He took off down the sidewalk on short legs that nevertheless took him swiftly away from his father. “See you later, Marie.” Ben hurried after his child.
Tony directed Ben in the proper procedure for checking Isabel’s mail. Ben opened the metal box and Tony tugged the pile of letters and magazines out. He dropped half the letters and then he helped Ben pick them up. At last they headed back, no stops this time, to deliver the mail.
All the while, Ben felt as if there were holes in him. Isabel had said he didn’t sound like himself. He wasn’t acting like himself, either. He nodded at Tony’s jabbering and smiled when his son required it, but memories of Faith kicked him in the head. And his strange reaction to Isabel only added to the bruises.
She’d been his friend. Nothing more. He wasn’t a man who’d ever cheated on his wife. He’d never lied to Faith. He’d loved her once, respected her, believed she and Tony were his future.
By the time he and Tony reached Isabel’s door, he was fighting angry tears no man would let himself cry.
“Weel?” Tony asked for his uncle as Ben turned the doorknob.
Ben cringed. Naturally, Tony missed Will, but the other man’s name on his son’s lips terrified Ben. At any moment, if Isabel chose her parents over him, Amelia and George could tear Tony out of his arms, and he might have no recourse.
“Sorry, buddy.” Ben lifted him as he opened the door and then shut it and turned the lock. “Will’s not here.”
“Mom?” Isabel came out of the dining room, her cell phone to her ear. “You’re making a brisket?” She smiled at Tony but looked mystified. “You only ate breakfast a couple of hours ago.” Her mother’s grief-fueled vitality confused her. “What?” Her surprise stopped him. “A letter came,” she said, her voice fading. “From Will? No, don’t open it. I don’t want to hear—”
The phone hit the floor.
CHAPTER FIVE
BEN SET TONY DOWN and then hurried to Isabel’s side. She leaned into him, instinct making them close again. He’d never seen her willingly lean on anyone. Not even Will.

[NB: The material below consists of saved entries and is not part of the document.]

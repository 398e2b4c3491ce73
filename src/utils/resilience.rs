use parking_lot::Mutex;
use std::future::Future;
use std::sync::atomic::{AtomicU32, Ordering};
use std::time::{Duration, Instant};
use tracing::warn;

use crate::config::ResilienceConfig;

/// Retries a fallible async operation with linear backoff, treating
/// "model loading / cold start" errors as worth waiting longer for than
/// ordinary transient failures. Generalizes the retry loop conversation
/// turns already use around LLM calls so ingestion and reranking calls
/// can share it too.
pub async fn retry_with_backoff<F, Fut, T>(
    config: &ResilienceConfig,
    op_name: &'static str,
    mut op: F,
) -> anyhow::Result<T>
where
    F: FnMut() -> Fut,
    Fut: Future<Output = anyhow::Result<T>>,
{
    let max_retries = config.max_retries.max(1);

    for attempt in 1..=max_retries {
        match op().await {
            Ok(value) => return Ok(value),
            Err(e) => {
                let err_msg = e.to_string();
                let is_cold_start = err_msg.contains("Loading model")
                    || err_msg.contains("503")
                    || err_msg.contains("unavailable");

                if attempt < max_retries {
                    let base = if is_cold_start { config.cold_start_backoff_ms } else { config.base_backoff_ms };
                    let wait = Duration::from_millis(base * attempt as u64);
                    warn!(
                        "{} failed (attempt {}/{}): {}. Retrying in {:?}...",
                        op_name, attempt, max_retries, e, wait
                    );
                    tokio::time::sleep(wait).await;
                } else {
                    return Err(e.context(format!("{} failed after {} attempts", op_name, max_retries)));
                }
            }
        }
    }

    unreachable!()
}

#[derive(Debug, Clone, Copy, PartialEq, Eq)]
enum BreakerState {
    Closed,
    Open,
    HalfOpen,
}

/// Closed/Open/Half-Open circuit breaker guarding a single flaky dependency
/// (e.g. the embedding or LLM endpoint during a cold start). Trips to `Open`
/// after a run of consecutive failures, refuses calls for a cooldown window,
/// then allows one probe through in `HalfOpen` before fully resetting.
pub struct CircuitBreaker {
    state: Mutex<BreakerState>,
    opened_at: Mutex<Option<Instant>>,
    consecutive_failures: AtomicU32,
    failure_threshold: u32,
    open_duration: Duration,
}

impl CircuitBreaker {
    pub fn new(config: &ResilienceConfig) -> Self {
        Self {
            state: Mutex::new(BreakerState::Closed),
            opened_at: Mutex::new(None),
            consecutive_failures: AtomicU32::new(0),
            failure_threshold: config.circuit_failure_threshold.max(1),
            open_duration: Duration::from_secs(config.circuit_open_duration_secs.max(1)),
        }
    }

    /// Returns true if a call should be allowed through right now. `Open`
    /// transitions to `HalfOpen` once the cooldown window has elapsed.
    pub fn allow_request(&self) -> bool {
        let mut state = self.state.lock();
        match *state {
            BreakerState::Closed | BreakerState::HalfOpen => true,
            BreakerState::Open => {
                let elapsed = self.opened_at.lock().map(|t| t.elapsed()).unwrap_or_default();
                if elapsed >= self.open_duration {
                    *state = BreakerState::HalfOpen;
                    true
                } else {
                    false
                }
            }
        }
    }

    pub fn record_success(&self) {
        self.consecutive_failures.store(0, Ordering::SeqCst);
        *self.state.lock() = BreakerState::Closed;
        *self.opened_at.lock() = None;
    }

    /// Returns true if this failure just tripped the breaker open.
    pub fn record_failure(&self) -> bool {
        let failures = self.consecutive_failures.fetch_add(1, Ordering::SeqCst) + 1;
        let mut state = self.state.lock();

        if matches!(*state, BreakerState::HalfOpen) || failures >= self.failure_threshold {
            *state = BreakerState::Open;
            *self.opened_at.lock() = Some(Instant::now());
            true
        } else {
            false
        }
    }

    pub fn is_open(&self) -> bool {
        matches!(*self.state.lock(), BreakerState::Open)
    }
}

#[cfg(test)]
mod tests {
    use super::*;
    use std::sync::atomic::{AtomicU32 as Counter, Ordering as Ord};

    fn test_config() -> ResilienceConfig {
        ResilienceConfig {
            max_retries: 3,
            base_backoff_ms: 1,
            cold_start_backoff_ms: 1,
            circuit_failure_threshold: 2,
            circuit_open_duration_secs: 1,
        }
    }

    #[tokio::test]
    async fn retries_until_success() {
        let calls = Counter::new(0);
        let result = retry_with_backoff(&test_config(), "test_op", || {
            let n = calls.fetch_add(1, Ord::SeqCst);
            async move {
                if n < 2 {
                    Err(anyhow::anyhow!("transient"))
                } else {
                    Ok(42)
                }
            }
        })
        .await
        .unwrap();
        assert_eq!(result, 42);
        assert_eq!(calls.load(Ord::SeqCst), 3);
    }

    #[tokio::test]
    async fn gives_up_after_max_retries() {
        let result: anyhow::Result<()> =
            retry_with_backoff(&test_config(), "test_op", || async { Err(anyhow::anyhow!("always fails")) }).await;
        assert!(result.is_err());
    }

    #[test]
    fn breaker_opens_after_threshold_failures() {
        let breaker = CircuitBreaker::new(&test_config());
        assert!(breaker.allow_request());
        assert!(!breaker.record_failure());
        assert!(breaker.record_failure());
        assert!(breaker.is_open());
        assert!(!breaker.allow_request());
    }

    #[test]
    fn breaker_resets_on_success() {
        let breaker = CircuitBreaker::new(&test_config());
        breaker.record_failure();
        breaker.record_success();
        assert!(!breaker.is_open());
    }
}
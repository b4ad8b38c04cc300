//! Command-line interface definitions for elfinfo.

use std::path::PathBuf;

use clap::{Parser, Subcommand};

/// Inspect ELF headers and extract sections.
#[derive(Parser)]
#[command(name = "elfinfo", version, about)]
pub struct Cli {
    /// Subcommand to execute.
    #[command(subcommand)]
    pub command: Command,

    /// Only print errors.
    #[arg(long, short = 'q', global = true, conflicts_with = "verbose")]
    pub quiet: bool,

    /// Log every decoded header to stderr.
    #[arg(long, short = 'v', global = true)]
    pub verbose: bool,
}

/// Available subcommands.
#[derive(Subcommand)]
pub enum Command {
    /// Print the identification, file header, section and program headers.
    Headers(HeadersArgs),
    /// Extract the contents of one section.
    Section(SectionArgs),
}

/// Arguments for the `headers` subcommand.
#[derive(Parser)]
pub struct HeadersArgs {
    /// ELF file to read.
    pub file: PathBuf,
}

/// Arguments for the `section` subcommand.
#[derive(Parser)]
pub struct SectionArgs {
    /// ELF file to read.
    pub file: PathBuf,

    /// Exact section name, e.g. `.text`.
    pub name: String,

    /// Write the raw bytes here instead of hex-dumping to stdout.
    #[arg(long, short = 'o')]
    pub output: Option<PathBuf>,
}
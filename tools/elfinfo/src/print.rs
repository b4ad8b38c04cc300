//! Plain-text rendering of parsed headers.

use std::io::{self, Write};

use elfhdr::names::{
    class_name, data_name, machine_name, osabi_name, section_type_name, segment_type_name,
    type_name, version_name,
};
use elfhdr::{Class, ElfFile, Ident, ProgramHeader, SectionHeader};

/// Formats an address-width value as wide as the class.
fn addr(class: Class, value: u64) -> String {
    match class {
        Class::Elf32 => format!("0x{value:08x}"),
        Class::Elf64 => format!("0x{value:016x}"),
    }
}

/// Print the identification bytes and their decoded meaning.
pub fn print_ident(w: &mut impl Write, ident: &Ident) -> io::Result<()> {
    let b = &ident.bytes;
    write!(w, "ident {:02x} {} {} {}", b[0], b[1] as char, b[2] as char, b[3] as char)?;
    for byte in &b[4..] {
        write!(w, " {byte:02x}")?;
    }
    writeln!(w)?;
    writeln!(w, "class {}", class_name(ident.class().ident_byte()))?;
    writeln!(w, "data {}", data_name(ident.order().ident_byte()))?;
    writeln!(w, "version {}", version_name(ident.version))?;
    writeln!(w, "osabi {} ({})", osabi_name(ident.osabi), ident.osabi)?;
    writeln!(w, "abiversion {}", ident.abiversion)?;
    writeln!(w)
}

/// Print the file header.
pub fn print_file_header(w: &mut impl Write, elf: &ElfFile) -> io::Result<()> {
    let class = elf.layout().class;
    let h = elf.header();
    let e_type = h.e_type.raw();
    writeln!(w, "type {} ({e_type})", type_name(e_type))?;
    writeln!(w, "machine {} (0x{:04x})", machine_name(h.e_machine), h.e_machine)?;
    writeln!(w, "version {}", h.e_version)?;
    writeln!(w, "entry {}", addr(class, h.e_entry))?;
    writeln!(w, "phoff {}", h.e_phoff)?;
    writeln!(w, "shoff {}", h.e_shoff)?;
    writeln!(w, "flags 0x{:08x}", h.e_flags)?;
    writeln!(w, "ehsize {}", h.e_ehsize)?;
    writeln!(w, "phentsize {}", h.e_phentsize)?;
    writeln!(w, "phnum {}", h.e_phnum)?;
    writeln!(w, "shentsize {}", h.e_shentsize)?;
    writeln!(w, "shnum {}", h.e_shnum)?;
    writeln!(w, "shstrndx {}", h.e_shstrndx)?;
    writeln!(w)
}

/// Print one section header, resolving its name through the string table.
pub fn print_section(
    w: &mut impl Write,
    elf: &ElfFile,
    index: usize,
    sh: &SectionHeader,
) -> io::Result<()> {
    let class = elf.layout().class;
    let name = elf.section_name(sh).unwrap_or("<unavailable>");
    writeln!(w, "section header [{index}]")?;
    writeln!(w, "name {name} ({})", sh.sh_name)?;
    writeln!(w, "type {} ({})", section_type_name(sh.sh_type), sh.sh_type)?;
    writeln!(w, "flags {}", addr(class, sh.sh_flags))?;
    writeln!(w, "addr {}", addr(class, sh.sh_addr))?;
    writeln!(w, "offset {}", addr(class, sh.sh_offset))?;
    writeln!(w, "size {}", sh.sh_size)?;
    writeln!(w, "link {}", sh.sh_link)?;
    writeln!(w, "info {}", sh.sh_info)?;
    writeln!(w, "addralign {}", addr(class, sh.sh_addralign))?;
    writeln!(w, "entsize {}", sh.sh_entsize)?;
    writeln!(w)
}

/// Print one program header.
pub fn print_segment(
    w: &mut impl Write,
    class: Class,
    index: usize,
    ph: &ProgramHeader,
) -> io::Result<()> {
    writeln!(w, "program header [{index}]")?;
    writeln!(w, "type {} ({})", segment_type_name(ph.p_type), ph.p_type)?;
    writeln!(w, "flags 0x{:08x}", ph.p_flags)?;
    writeln!(w, "offset {}", addr(class, ph.p_offset))?;
    writeln!(w, "vaddr {}", addr(class, ph.p_vaddr))?;
    writeln!(w, "paddr {}", addr(class, ph.p_paddr))?;
    writeln!(w, "filesz {}", ph.p_filesz)?;
    writeln!(w, "memsz {}", ph.p_memsz)?;
    writeln!(w, "align {}", addr(class, ph.p_align))?;
    writeln!(w)
}

/// Print everything [`ElfFile::read`] decoded.
pub fn print_elf(w: &mut impl Write, elf: &ElfFile) -> io::Result<()> {
    print_ident(w, elf.ident())?;
    print_file_header(w, elf)?;
    for (index, sh) in elf.sections().iter().enumerate() {
        print_section(w, elf, index, sh)?;
    }
    for (index, ph) in elf.segments().iter().enumerate() {
        print_segment(w, elf.layout().class, index, ph)?;
    }
    Ok(())
}

/// Hex dump `data`, 16 bytes per line, with offsets and an ASCII column.
pub fn hexdump(w: &mut impl Write, data: &[u8]) -> io::Result<()> {
    for (line, chunk) in data.chunks(16).enumerate() {
        write!(w, "{:08x} ", line * 16)?;
        for i in 0..16 {
            match chunk.get(i) {
                Some(byte) => write!(w, " {byte:02x}")?,
                None => write!(w, "   ")?,
            }
        }
        let ascii: String = chunk
            .iter()
            .map(|&b| if b.is_ascii_graphic() || b == b' ' { b as char } else { '.' })
            .collect();
        writeln!(w, "  |{ascii}|")?;
    }
    Ok(())
}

“My mom.” She pointed her finger at the floor. She was shaking head to toe. He held on while he picked up the phone.
“Amelia?” he said.
“Ben, what’s wrong with Isabel?” Amelia sounded terrified.
“Nothing,” he said. “She dropped the phone.”
Isabel covered the phone’s speaker. “I gave my office your address because I wasn’t sure I’d be able to get inside this house.”
“But how did Will get the Middleburg address?”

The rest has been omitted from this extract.